Стоит ли рассказывать о том, как мы намучались?! Поначалу я развлекалась тем, что придумывала костюмы для актрис: новые, лучшие, чем те, что на них надеты. Вскоре уже и это не помогало. Ноги отекли, все вокруг опротивело, мысли вертелись лишь вокруг еды и сна… В этом плане съемки в фильме оказались чем-то вроде раздачи листовок или работы в кафе, только хуже. Актеры, кажется, тоже утомились: они то заговаривались, то забывали слова (которые, кстати, начали учить час назад), то вообще как будто спали на ходу. Из-за каждого прокола сцену приходилось снимать заново, поэтому, даже несмотря на минимальное количество дублей и репетиций, съемки превратились в нескончаемую тягомотину. О том, сколько еще им предстоит тянуться, мы с Танькой смогли судить по роли одного из актеров, валявшейся на полу за декорацией. Исходя из объема текста, мы едва ли сняли одну десятую из запланированного на сегодня!

Через пару часов стояния на ногах нам, наконец, разрешили отдохнуть: в нескольких следующих сценах героев снимали крупным планом, и массовка не требовалась. Некоторые измученные статисты уснули прямо на месте, сидя на стульях и опустив голову на стол. Другие, как бездомные котята, разбрелись по студии. Танька решила пойти поискать нам еды:

– Ведь должна же здесь быть какая-нибудь столовая! Или хотя бы ларек!

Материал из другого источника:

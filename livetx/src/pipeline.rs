//! Per-track pipeline
//!
//! A [`TrackPipeline`] wires a packet queue, a decode stage and a filter
//! stage for one input/output track pair and delivers finished frames to a
//! sink.

use crate::config::PipelineConfig;
use livetx_core::{
    Frame, FrameEvent, Packet, PacketQueue, QueueError, SharedTrack, TranscodeError, TranscodeResult,
};
use livetx_media::{
    BuiltinEngineFactory, CodecRegistry, CompleteHandler, Decoder, DecoderStats, EngineFactory,
    FilterCompleteHandler, FilterStage,
};
use std::sync::atomic::{AtomicBool, Ordering};
use std::sync::Arc;
use tracing::{debug, error, info, warn};

/// Receives finished frames as `(track_id, event, frame)`
///
/// The first frame of a pipeline is delivered as
/// [`FrameEvent::FormatChanged`].
pub type FrameSink = Arc<dyn Fn(u32, FrameEvent, Frame) + Send + Sync>;

/// Decode and filter stages of one track
pub struct TrackPipeline {
    decoder: Decoder,
    filter: Arc<FilterStage>,
    queue: Arc<PacketQueue>,
    input: SharedTrack,
    output: SharedTrack,
    stopped: AtomicBool,
}

impl TrackPipeline {
    /// Start a pipeline using the built-in transform engines
    pub fn start(
        input: SharedTrack,
        output: SharedTrack,
        registry: &CodecRegistry,
        config: &PipelineConfig,
        sink: FrameSink,
    ) -> TranscodeResult<Self> {
        let factory = Arc::new(BuiltinEngineFactory::from_config(&config.filter));
        Self::start_with_engines(input, output, registry, factory, config, sink)
    }

    /// Start a pipeline whose filter builds engines with `factory`
    pub fn start_with_engines(
        input: SharedTrack,
        output: SharedTrack,
        registry: &CodecRegistry,
        factory: Arc<dyn EngineFactory>,
        config: &PipelineConfig,
        sink: FrameSink,
    ) -> TranscodeResult<Self> {
        config.validate()?;

        let (input_id, output_id) = (input.read().id, output.read().id);
        let queue = Arc::new(PacketQueue::new(
            format!("packets-{}", input_id),
            config.decoder.queue_capacity,
        ));

        let filter = Arc::new(FilterStage::new(
            output_id,
            input.clone(),
            output.clone(),
            factory,
            config.filter.clone(),
            filter_output(sink),
        )?);

        let decoder = Decoder::start(
            input.clone(),
            queue.clone(),
            registry,
            &config.decoder,
            decoder_output(input.clone(), filter.clone()),
        )?;

        info!(
            input = input_id,
            output = output_id,
            "Track pipeline started"
        );

        Ok(Self {
            decoder,
            filter,
            queue,
            input,
            output,
            stopped: AtomicBool::new(false),
        })
    }

    /// Hand a packet to the decoder, blocking while the queue is full
    pub fn push(&self, packet: Packet) -> TranscodeResult<()> {
        self.queue.enqueue(packet).map_err(|_| TranscodeError::QueueClosed {
            queue: self.queue.name().to_string(),
        })
    }

    /// Hand a packet to the decoder without blocking
    pub fn try_push(&self, packet: Packet) -> Result<(), QueueError<Packet>> {
        self.queue.try_enqueue(packet)
    }

    /// Packet queue feeding the decoder
    pub fn queue(&self) -> &Arc<PacketQueue> {
        &self.queue
    }

    /// Filter stage
    pub fn filter(&self) -> &FilterStage {
        &self.filter
    }

    /// Input track
    pub fn input_track(&self) -> &SharedTrack {
        &self.input
    }

    /// Output track
    pub fn output_track(&self) -> &SharedTrack {
        &self.output
    }

    /// Decoder counters
    pub fn decoder_stats(&self) -> DecoderStats {
        self.decoder.stats()
    }

    /// Check if the pipeline still accepts packets
    pub fn is_running(&self) -> bool {
        !self.stopped.load(Ordering::Acquire) && self.decoder.is_running()
    }

    /// Stop the decoder, drain the filter and stop it
    ///
    /// Packets still queued are dropped. Stopping twice is a no-op.
    pub fn stop(&self) -> TranscodeResult<()> {
        if self.stopped.swap(true, Ordering::AcqRel) {
            return Ok(());
        }

        let decoded = self.decoder.stop();
        self.filter.flush();
        self.filter.stop();
        decoded?;

        info!(input = self.input.read().id, "Track pipeline stopped");
        Ok(())
    }

    /// Stop from async code without blocking the runtime
    pub async fn shutdown(self) -> TranscodeResult<()> {
        tokio::task::spawn_blocking(move || self.stop())
            .await
            .map_err(|e| {
                error!("Pipeline shutdown task failed: {}", e);
                TranscodeError::WorkerPanicked {
                    worker: "pipeline shutdown".to_string(),
                }
            })?
    }
}

impl Drop for TrackPipeline {
    fn drop(&mut self) {
        if let Err(e) = self.stop() {
            warn!("Track pipeline shutdown failed: {}", e);
        }
    }
}

/// Decoder completion: latch the stabilized format, then filter
fn decoder_output(input: SharedTrack, filter: Arc<FilterStage>) -> CompleteHandler {
    Box::new(move |track_id, event, frame| {
        if event == FrameEvent::FormatChanged {
            let changed = input.write().latch_frame(&frame);
            if changed {
                info!(track = track_id, "Input format differs from track, rebuilding filter");
                if let Err(e) = filter.rebuild() {
                    error!(track = track_id, "Failed to rebuild filter: {}", e);
                }
            }
        }

        if let Err(e) = filter.send_buffer(frame) {
            match e {
                TranscodeError::NotInitialized { .. } => {
                    debug!(track = track_id, "Dropping frame: {}", e)
                }
                _ => warn!(track = track_id, "Failed to filter frame: {}", e),
            }
        }
    })
}

/// Filter completion: first frame is the format change
fn filter_output(sink: FrameSink) -> FilterCompleteHandler {
    let first = AtomicBool::new(true);
    Arc::new(move |track_id, frame| {
        let event = if first.swap(false, Ordering::AcqRel) {
            FrameEvent::FormatChanged
        } else {
            FrameEvent::DataReady
        };
        sink(track_id, event, frame);
    })
}
//! Compressed access units handed from ingest to the decode stage

use bytes::Bytes;

/// One compressed access unit as received from upstream
///
/// Timestamps are expressed in the owning track's timebase and are not
/// guaranteed to be monotonic.
#[derive(Debug, Clone, PartialEq, Eq)]
pub struct Packet {
    /// Owning track id
    pub track_id: u32,
    /// Opaque compressed payload
    pub data: Bytes,
    /// Presentation timestamp
    pub pts: Option<i64>,
    /// Decode timestamp
    pub dts: Option<i64>,
    /// Whether the packet starts a random access point
    pub key_frame: bool,
}

impl Packet {
    /// Create a packet without timestamps
    pub fn new(track_id: u32, data: impl Into<Bytes>) -> Self {
        Self {
            track_id,
            data: data.into(),
            pts: None,
            dts: None,
            key_frame: false,
        }
    }

    /// Set presentation and decode timestamp to the same value
    pub fn with_timestamp(mut self, ts: i64) -> Self {
        self.pts = Some(ts);
        self.dts = Some(ts);
        self
    }

    /// Set presentation timestamp
    pub fn with_pts(mut self, pts: i64) -> Self {
        self.pts = Some(pts);
        self
    }

    /// Set decode timestamp
    pub fn with_dts(mut self, dts: i64) -> Self {
        self.dts = Some(dts);
        self
    }

    /// Mark as key frame
    pub fn with_key_frame(mut self, key_frame: bool) -> Self {
        self.key_frame = key_frame;
        self
    }

    /// Payload size in bytes
    pub fn len(&self) -> usize {
        self.data.len()
    }

    /// Check if the payload is empty
    pub fn is_empty(&self) -> bool {
        self.data.is_empty()
    }
}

Я решила остаться в павильоне и обещала вызвать подругу телефонным звонком, если мы вновь понадобимся режиссеру. Кстати, ему, кажется, тоже уже порядком надоело это кино.

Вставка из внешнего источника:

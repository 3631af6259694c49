use crate::commands::fail;
use miette::{IntoDiagnostic, Result};
use serde::Serialize;
use serde_json::Value;
use sideload_core::{Importer, InstallLocation, NodeHost, PackageSpec};
use std::path::{Path, PathBuf};

#[derive(Serialize)]
struct EnsureReport {
    packages: Vec<EnsurePackage>,
}

#[derive(Serialize)]
struct EnsurePackage {
    specifier: String,
    entry: PathBuf,
    /// "local" or "temporary"
    location: &'static str,
    #[serde(skip_serializing_if = "Option::is_none")]
    install_root: Option<PathBuf>,
    #[serde(skip_serializing_if = "Option::is_none")]
    version: Option<String>,
}

/// Run the ensure command.
///
/// When `json` is true, outputs a single JSON object to stdout.
/// Otherwise, outputs one human-readable line per package.
pub fn run(cwd: &Path, packages: &[String], standalone: bool, json: bool) -> Result<()> {
    let mut importer = Importer::with_host(Box::new(NodeHost::with_cwd(cwd)))
        .only_package_runner(!standalone);

    let raws: Vec<&str> = packages.iter().map(String::as_str).collect();
    let modules = match importer.import_all(&raws) {
        Ok(modules) => modules,
        Err(e) => return fail(e, json),
    };

    let mut report = EnsureReport {
        packages: Vec::with_capacity(modules.len()),
    };
    for (raw, module) in raws.iter().zip(&modules) {
        // Already validated by the import; re-parse for the canonical name.
        let spec = PackageSpec::parse(raw).into_diagnostic()?;
        let (location, install_root) = match importer.cache().get(&spec.name) {
            Some(InstallLocation::TempDir(root)) => ("temporary", Some(root.clone())),
            // No cache entry means the package-runner bypass loaded it
            // directly from the ambient installation.
            Some(InstallLocation::Local) | None => ("local", None),
        };
        report.packages.push(EnsurePackage {
            specifier: module.specifier.clone(),
            entry: module.entry.clone(),
            location,
            install_root,
            version: module
                .manifest
                .get("version")
                .and_then(Value::as_str)
                .map(str::to_string),
        });
    }

    if json {
        let body = serde_json::to_string_pretty(&report).into_diagnostic()?;
        println!("{body}");
    } else {
        for pkg in &report.packages {
            match &pkg.install_root {
                Some(root) => println!(
                    "ok {} -> {} (temporary install at {})",
                    pkg.specifier,
                    pkg.entry.display(),
                    root.display()
                ),
                None => println!("ok {} -> {} (local)", pkg.specifier, pkg.entry.display()),
            }
        }
    }

    Ok(())
}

– Кто шептался?! Я спрашиваю, кто тут шептался?! Е-мое, у нас опять брак по звуку! Юра, переснимаем! Со слов «Дорогая, а где Синепупенко?». И выгоните массовку! Актеры массовых сцен, покиньте, пожалуйста, павильон, но не расходитесь!

Измученные, сонные статисты кое-как разлепили глаза, оторвали попы от стульев и поплелись в коридор. Здесь уже не кипело такой жизни, как с утра. Единственной живой душой был то ли охранник, то ли привратник, то ли ассистент – дядечка, сидящий у дверей нашего павильона и следящий за тем, чтобы они были закрыты во время съемок. Стул, занятый им, тоже был единственным в коридоре. Часть массовки предпочла привалиться к стенам, остальные расселись прямо на полу.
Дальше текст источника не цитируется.